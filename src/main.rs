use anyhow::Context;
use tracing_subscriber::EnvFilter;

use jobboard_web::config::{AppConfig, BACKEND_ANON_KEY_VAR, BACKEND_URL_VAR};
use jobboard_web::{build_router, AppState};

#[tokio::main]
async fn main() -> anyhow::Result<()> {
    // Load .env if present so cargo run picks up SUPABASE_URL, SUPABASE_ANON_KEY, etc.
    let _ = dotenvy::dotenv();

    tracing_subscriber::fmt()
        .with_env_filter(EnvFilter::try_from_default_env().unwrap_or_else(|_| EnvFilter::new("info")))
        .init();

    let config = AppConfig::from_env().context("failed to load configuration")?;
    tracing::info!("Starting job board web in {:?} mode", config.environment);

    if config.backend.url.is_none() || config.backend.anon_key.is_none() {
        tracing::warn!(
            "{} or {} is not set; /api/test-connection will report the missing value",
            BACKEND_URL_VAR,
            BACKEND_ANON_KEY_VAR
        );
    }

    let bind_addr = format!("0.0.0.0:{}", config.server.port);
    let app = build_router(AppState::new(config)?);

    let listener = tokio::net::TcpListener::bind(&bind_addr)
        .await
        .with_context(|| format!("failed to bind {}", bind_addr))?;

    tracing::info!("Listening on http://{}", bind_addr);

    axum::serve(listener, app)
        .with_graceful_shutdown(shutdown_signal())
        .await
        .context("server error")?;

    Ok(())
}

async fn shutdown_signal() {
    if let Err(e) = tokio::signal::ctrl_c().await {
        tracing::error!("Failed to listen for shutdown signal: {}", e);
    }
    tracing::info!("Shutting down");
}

------------------------------------------------------------

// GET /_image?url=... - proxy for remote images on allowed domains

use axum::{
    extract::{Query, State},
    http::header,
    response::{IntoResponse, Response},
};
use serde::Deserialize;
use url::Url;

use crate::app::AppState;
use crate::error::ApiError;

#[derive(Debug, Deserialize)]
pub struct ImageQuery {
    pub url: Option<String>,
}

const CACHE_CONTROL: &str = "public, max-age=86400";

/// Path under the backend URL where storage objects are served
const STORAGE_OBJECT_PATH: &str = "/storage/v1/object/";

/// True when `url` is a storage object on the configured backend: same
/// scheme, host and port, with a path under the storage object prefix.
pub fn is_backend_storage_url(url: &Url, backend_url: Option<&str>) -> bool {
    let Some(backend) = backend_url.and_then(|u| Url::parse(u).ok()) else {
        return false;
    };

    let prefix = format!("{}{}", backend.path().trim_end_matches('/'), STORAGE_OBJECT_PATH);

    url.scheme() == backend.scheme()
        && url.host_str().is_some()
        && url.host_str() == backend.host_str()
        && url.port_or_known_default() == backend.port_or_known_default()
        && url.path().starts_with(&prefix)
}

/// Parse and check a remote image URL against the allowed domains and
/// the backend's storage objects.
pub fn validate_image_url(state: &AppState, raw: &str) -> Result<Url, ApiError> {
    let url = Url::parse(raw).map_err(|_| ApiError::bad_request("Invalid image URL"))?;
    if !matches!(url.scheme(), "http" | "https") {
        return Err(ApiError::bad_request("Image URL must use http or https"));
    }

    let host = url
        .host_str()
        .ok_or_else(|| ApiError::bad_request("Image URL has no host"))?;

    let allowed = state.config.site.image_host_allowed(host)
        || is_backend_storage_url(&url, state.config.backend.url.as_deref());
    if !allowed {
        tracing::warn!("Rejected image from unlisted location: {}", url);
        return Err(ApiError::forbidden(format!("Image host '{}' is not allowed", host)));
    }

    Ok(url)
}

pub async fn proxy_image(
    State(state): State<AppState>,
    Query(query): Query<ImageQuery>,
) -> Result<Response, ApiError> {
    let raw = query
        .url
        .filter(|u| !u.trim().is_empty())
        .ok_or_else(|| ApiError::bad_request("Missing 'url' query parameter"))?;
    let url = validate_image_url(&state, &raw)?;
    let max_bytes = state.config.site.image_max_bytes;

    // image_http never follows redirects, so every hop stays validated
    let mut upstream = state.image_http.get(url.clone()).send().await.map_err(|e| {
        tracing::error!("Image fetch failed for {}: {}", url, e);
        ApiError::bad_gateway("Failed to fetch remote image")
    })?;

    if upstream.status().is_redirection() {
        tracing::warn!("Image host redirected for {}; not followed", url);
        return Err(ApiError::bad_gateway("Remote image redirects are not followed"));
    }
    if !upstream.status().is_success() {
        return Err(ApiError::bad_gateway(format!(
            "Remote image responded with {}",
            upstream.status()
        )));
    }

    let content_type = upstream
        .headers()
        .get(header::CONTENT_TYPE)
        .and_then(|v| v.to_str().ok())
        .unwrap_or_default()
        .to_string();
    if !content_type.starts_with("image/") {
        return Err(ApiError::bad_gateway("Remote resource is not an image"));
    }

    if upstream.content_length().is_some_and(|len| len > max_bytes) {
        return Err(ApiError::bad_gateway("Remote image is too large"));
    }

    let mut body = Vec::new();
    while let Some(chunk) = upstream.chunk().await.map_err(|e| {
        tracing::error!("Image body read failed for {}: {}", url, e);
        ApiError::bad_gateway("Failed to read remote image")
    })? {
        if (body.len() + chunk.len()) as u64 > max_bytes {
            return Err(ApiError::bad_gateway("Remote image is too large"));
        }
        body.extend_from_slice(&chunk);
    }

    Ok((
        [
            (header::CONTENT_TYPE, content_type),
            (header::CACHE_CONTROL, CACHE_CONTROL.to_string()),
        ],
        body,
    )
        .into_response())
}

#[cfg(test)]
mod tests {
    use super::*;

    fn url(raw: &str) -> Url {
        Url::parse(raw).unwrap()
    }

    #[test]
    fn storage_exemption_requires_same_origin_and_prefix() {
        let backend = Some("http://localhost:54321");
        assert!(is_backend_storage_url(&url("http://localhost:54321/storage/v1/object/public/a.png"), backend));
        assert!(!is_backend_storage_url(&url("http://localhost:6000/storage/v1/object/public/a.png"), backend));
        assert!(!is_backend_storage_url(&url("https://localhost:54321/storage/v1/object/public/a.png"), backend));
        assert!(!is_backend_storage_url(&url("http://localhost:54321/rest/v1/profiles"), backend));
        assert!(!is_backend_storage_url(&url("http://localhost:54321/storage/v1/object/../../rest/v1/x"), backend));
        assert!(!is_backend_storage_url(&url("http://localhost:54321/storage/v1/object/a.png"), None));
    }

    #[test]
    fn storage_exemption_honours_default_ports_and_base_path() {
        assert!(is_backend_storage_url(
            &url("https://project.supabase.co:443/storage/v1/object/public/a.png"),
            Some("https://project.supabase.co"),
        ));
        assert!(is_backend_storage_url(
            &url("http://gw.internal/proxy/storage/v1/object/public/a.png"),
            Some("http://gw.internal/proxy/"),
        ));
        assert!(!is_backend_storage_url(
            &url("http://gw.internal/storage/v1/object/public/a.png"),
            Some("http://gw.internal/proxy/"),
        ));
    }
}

------------------------------------------------------------

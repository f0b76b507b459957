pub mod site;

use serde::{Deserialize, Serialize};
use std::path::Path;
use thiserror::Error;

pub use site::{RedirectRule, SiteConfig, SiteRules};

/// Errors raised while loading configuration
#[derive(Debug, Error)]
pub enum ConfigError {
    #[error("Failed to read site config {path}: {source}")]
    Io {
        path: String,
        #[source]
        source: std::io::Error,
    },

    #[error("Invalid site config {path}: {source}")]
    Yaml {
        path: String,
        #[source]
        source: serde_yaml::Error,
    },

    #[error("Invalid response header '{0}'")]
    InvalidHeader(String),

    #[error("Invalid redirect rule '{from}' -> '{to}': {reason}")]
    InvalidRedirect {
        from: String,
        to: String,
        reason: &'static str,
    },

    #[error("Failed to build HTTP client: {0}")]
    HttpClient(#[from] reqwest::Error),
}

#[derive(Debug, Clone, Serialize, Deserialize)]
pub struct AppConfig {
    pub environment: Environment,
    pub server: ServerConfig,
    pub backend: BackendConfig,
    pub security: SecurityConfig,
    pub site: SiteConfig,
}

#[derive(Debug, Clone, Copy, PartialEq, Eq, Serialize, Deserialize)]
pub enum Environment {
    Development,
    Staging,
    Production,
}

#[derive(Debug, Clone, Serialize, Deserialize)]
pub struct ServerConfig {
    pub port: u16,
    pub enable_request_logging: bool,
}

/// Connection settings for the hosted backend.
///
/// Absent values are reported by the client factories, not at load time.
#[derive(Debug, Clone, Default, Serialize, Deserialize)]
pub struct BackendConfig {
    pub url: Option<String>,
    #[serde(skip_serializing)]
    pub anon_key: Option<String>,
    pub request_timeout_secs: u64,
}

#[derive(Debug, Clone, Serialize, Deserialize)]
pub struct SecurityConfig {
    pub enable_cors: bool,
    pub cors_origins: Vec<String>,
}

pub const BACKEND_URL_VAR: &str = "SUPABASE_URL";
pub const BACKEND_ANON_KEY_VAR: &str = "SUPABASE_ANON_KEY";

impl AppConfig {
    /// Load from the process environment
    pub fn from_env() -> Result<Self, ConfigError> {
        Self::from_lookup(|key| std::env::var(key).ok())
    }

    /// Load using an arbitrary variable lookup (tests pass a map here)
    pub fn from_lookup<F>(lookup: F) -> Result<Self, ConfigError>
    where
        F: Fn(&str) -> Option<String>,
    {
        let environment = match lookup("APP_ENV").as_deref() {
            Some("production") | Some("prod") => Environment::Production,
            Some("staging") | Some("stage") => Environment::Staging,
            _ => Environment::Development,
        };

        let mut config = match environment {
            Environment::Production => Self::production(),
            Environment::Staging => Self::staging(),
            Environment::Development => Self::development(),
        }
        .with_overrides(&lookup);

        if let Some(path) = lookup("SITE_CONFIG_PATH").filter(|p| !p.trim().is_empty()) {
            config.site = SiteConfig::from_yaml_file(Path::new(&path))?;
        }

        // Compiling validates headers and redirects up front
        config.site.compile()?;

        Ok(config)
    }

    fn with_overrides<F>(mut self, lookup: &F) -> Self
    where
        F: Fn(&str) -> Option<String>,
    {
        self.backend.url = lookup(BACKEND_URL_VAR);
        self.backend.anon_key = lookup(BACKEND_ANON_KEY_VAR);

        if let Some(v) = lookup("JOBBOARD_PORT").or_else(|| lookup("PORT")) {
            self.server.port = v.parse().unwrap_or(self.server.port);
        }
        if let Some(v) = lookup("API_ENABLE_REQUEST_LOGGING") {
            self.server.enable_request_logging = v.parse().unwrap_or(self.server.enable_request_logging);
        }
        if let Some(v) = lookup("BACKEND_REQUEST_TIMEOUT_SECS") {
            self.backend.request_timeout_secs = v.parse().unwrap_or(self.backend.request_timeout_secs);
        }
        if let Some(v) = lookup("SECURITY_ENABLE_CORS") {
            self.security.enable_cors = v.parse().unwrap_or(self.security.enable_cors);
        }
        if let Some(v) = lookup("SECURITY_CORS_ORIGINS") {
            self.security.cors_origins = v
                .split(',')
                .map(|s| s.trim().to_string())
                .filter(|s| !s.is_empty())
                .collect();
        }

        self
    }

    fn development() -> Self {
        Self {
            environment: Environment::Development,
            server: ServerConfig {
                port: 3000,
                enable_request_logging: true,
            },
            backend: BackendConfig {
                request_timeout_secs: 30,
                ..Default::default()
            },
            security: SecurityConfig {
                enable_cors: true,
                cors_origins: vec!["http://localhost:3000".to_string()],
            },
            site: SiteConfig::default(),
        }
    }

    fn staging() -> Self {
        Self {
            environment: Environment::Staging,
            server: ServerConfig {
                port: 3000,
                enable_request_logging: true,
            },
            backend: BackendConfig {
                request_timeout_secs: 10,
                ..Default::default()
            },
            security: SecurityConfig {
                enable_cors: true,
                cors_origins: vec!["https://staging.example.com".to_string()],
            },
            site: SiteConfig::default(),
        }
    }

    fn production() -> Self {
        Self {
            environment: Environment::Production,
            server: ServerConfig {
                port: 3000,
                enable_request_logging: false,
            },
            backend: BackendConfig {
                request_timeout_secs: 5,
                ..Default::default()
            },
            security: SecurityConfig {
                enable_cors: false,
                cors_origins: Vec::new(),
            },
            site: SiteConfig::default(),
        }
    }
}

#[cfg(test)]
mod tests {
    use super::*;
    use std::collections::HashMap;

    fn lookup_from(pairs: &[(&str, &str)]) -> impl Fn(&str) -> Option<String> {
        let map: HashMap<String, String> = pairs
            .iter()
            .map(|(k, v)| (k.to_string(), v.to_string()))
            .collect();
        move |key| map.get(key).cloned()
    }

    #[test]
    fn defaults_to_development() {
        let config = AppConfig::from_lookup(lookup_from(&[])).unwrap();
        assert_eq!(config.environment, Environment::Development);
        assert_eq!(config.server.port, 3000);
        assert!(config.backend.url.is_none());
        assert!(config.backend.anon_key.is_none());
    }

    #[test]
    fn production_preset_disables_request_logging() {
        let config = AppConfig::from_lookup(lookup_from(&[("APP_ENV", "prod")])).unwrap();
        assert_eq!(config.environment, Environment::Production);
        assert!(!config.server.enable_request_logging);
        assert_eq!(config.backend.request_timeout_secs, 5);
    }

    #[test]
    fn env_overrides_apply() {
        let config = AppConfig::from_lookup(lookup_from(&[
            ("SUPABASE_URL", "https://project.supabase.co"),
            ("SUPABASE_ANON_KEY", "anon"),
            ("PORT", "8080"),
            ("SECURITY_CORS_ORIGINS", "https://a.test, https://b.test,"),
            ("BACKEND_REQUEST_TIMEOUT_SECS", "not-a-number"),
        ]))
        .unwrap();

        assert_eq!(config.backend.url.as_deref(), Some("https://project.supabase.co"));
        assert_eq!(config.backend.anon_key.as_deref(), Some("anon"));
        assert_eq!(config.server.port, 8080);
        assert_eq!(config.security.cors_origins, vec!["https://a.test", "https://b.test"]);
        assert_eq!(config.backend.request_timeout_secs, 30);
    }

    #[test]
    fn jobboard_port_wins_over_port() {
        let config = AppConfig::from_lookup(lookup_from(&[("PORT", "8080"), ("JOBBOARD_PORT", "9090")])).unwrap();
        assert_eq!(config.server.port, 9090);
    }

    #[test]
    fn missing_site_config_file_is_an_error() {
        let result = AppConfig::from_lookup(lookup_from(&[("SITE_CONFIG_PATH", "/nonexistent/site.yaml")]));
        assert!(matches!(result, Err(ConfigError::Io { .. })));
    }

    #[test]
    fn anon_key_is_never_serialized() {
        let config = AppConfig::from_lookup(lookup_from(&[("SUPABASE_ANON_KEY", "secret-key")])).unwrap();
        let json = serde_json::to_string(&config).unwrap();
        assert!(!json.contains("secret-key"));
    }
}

------------------------------------------------------------

→ EXERCISE
The answer must be every line from the records above that contains the word "internal", copied out.

→ THE ANSWER
            &url("http://gw.internal/proxy/storage/v1/object/public/a.png"),
            Some("http://gw.internal/proxy/"),
            &url("http://gw.internal/storage/v1/object/public/a.png"),
            Some("http://gw.internal/proxy/"),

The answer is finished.